=== Provided records ===

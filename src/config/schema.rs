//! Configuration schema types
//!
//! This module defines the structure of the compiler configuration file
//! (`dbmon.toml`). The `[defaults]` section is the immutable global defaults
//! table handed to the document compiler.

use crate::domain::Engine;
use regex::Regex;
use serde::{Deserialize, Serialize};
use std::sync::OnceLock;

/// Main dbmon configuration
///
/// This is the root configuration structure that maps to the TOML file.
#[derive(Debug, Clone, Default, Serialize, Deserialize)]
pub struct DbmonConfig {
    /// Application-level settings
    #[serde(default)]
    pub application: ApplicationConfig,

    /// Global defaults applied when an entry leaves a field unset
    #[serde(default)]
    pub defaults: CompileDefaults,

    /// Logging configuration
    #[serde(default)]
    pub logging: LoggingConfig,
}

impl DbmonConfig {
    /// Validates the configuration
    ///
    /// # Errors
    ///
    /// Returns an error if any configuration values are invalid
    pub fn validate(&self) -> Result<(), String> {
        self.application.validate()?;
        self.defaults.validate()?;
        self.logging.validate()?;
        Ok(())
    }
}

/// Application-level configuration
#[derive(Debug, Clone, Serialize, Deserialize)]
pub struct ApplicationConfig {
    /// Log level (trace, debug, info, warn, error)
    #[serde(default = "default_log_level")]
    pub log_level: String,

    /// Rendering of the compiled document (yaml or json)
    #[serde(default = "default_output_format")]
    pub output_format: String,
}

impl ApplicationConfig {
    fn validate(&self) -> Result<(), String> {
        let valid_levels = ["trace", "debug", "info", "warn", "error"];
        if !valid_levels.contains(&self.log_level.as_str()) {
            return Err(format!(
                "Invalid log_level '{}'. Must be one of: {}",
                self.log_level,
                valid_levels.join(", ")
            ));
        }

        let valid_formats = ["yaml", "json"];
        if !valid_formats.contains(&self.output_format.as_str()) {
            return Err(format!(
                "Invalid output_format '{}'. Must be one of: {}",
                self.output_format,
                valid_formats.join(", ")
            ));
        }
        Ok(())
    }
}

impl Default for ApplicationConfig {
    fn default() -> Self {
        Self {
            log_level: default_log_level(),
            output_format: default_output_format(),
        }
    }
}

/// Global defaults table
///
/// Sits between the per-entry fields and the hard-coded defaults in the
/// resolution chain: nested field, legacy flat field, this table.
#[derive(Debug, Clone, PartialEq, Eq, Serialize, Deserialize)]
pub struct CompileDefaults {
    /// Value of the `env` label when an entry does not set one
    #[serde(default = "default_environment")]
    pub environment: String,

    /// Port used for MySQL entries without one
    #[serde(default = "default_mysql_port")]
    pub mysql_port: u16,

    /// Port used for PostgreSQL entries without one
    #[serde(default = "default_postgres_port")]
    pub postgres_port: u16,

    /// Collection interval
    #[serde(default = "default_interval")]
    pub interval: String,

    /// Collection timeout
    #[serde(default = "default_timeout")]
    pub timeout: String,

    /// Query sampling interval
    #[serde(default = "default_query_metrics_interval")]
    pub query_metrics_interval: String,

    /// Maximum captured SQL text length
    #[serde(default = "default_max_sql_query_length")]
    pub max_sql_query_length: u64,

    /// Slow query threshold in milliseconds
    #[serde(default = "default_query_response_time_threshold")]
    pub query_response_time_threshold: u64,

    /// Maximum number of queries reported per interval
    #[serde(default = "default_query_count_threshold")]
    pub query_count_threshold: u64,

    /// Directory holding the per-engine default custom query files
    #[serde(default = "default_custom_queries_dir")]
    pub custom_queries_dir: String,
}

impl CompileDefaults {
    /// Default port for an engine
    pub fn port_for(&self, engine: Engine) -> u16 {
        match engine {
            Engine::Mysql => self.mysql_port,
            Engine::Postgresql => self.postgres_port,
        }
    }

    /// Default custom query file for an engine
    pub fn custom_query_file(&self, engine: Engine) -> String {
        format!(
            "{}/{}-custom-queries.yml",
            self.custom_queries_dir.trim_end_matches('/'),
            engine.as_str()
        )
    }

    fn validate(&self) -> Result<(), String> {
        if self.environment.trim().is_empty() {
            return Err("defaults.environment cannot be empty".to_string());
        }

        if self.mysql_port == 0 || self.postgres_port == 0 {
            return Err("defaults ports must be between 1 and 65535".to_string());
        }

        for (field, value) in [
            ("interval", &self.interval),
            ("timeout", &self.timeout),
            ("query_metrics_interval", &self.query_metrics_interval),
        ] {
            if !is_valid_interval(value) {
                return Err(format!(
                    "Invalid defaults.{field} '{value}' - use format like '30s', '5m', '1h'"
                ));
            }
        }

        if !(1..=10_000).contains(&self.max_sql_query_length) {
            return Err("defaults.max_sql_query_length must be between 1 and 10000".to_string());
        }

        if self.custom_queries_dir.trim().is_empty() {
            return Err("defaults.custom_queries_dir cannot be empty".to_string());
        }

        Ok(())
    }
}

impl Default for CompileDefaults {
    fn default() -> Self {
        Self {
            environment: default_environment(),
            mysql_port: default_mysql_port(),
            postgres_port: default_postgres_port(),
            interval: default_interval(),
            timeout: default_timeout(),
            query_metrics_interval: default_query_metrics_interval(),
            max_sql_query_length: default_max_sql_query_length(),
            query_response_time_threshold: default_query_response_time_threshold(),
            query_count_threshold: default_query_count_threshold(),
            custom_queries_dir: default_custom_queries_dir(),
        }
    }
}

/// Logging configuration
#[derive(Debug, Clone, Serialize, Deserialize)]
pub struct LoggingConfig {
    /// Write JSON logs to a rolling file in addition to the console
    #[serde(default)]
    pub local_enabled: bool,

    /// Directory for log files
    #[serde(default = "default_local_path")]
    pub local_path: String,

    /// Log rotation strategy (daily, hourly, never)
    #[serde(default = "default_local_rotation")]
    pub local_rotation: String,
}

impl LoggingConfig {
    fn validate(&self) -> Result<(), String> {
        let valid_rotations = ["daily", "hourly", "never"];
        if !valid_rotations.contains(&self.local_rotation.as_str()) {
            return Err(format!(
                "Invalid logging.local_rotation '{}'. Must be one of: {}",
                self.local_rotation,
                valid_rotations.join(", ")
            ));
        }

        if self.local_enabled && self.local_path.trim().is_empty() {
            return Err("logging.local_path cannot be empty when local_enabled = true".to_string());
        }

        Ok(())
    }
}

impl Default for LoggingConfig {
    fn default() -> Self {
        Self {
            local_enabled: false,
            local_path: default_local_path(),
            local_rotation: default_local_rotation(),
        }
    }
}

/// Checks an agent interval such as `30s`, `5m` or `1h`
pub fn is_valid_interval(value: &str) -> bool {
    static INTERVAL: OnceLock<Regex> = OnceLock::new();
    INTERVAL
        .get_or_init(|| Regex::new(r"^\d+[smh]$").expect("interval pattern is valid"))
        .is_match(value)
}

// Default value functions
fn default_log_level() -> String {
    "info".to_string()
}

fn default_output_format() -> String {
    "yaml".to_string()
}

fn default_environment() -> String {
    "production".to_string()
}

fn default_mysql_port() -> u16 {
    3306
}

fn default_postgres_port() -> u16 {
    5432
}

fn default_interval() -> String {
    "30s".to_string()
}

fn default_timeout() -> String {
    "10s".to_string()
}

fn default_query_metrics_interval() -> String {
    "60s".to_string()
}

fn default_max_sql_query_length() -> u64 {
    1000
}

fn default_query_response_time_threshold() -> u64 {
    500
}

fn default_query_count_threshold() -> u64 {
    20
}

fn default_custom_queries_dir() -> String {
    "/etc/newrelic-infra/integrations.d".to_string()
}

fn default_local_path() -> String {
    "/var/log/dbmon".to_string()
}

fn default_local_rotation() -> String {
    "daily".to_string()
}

=== Goal of the exercise ===
Count how many lines in the listing above contain the word "daily", and respond with only that number.

=== Output of the exercise ===
3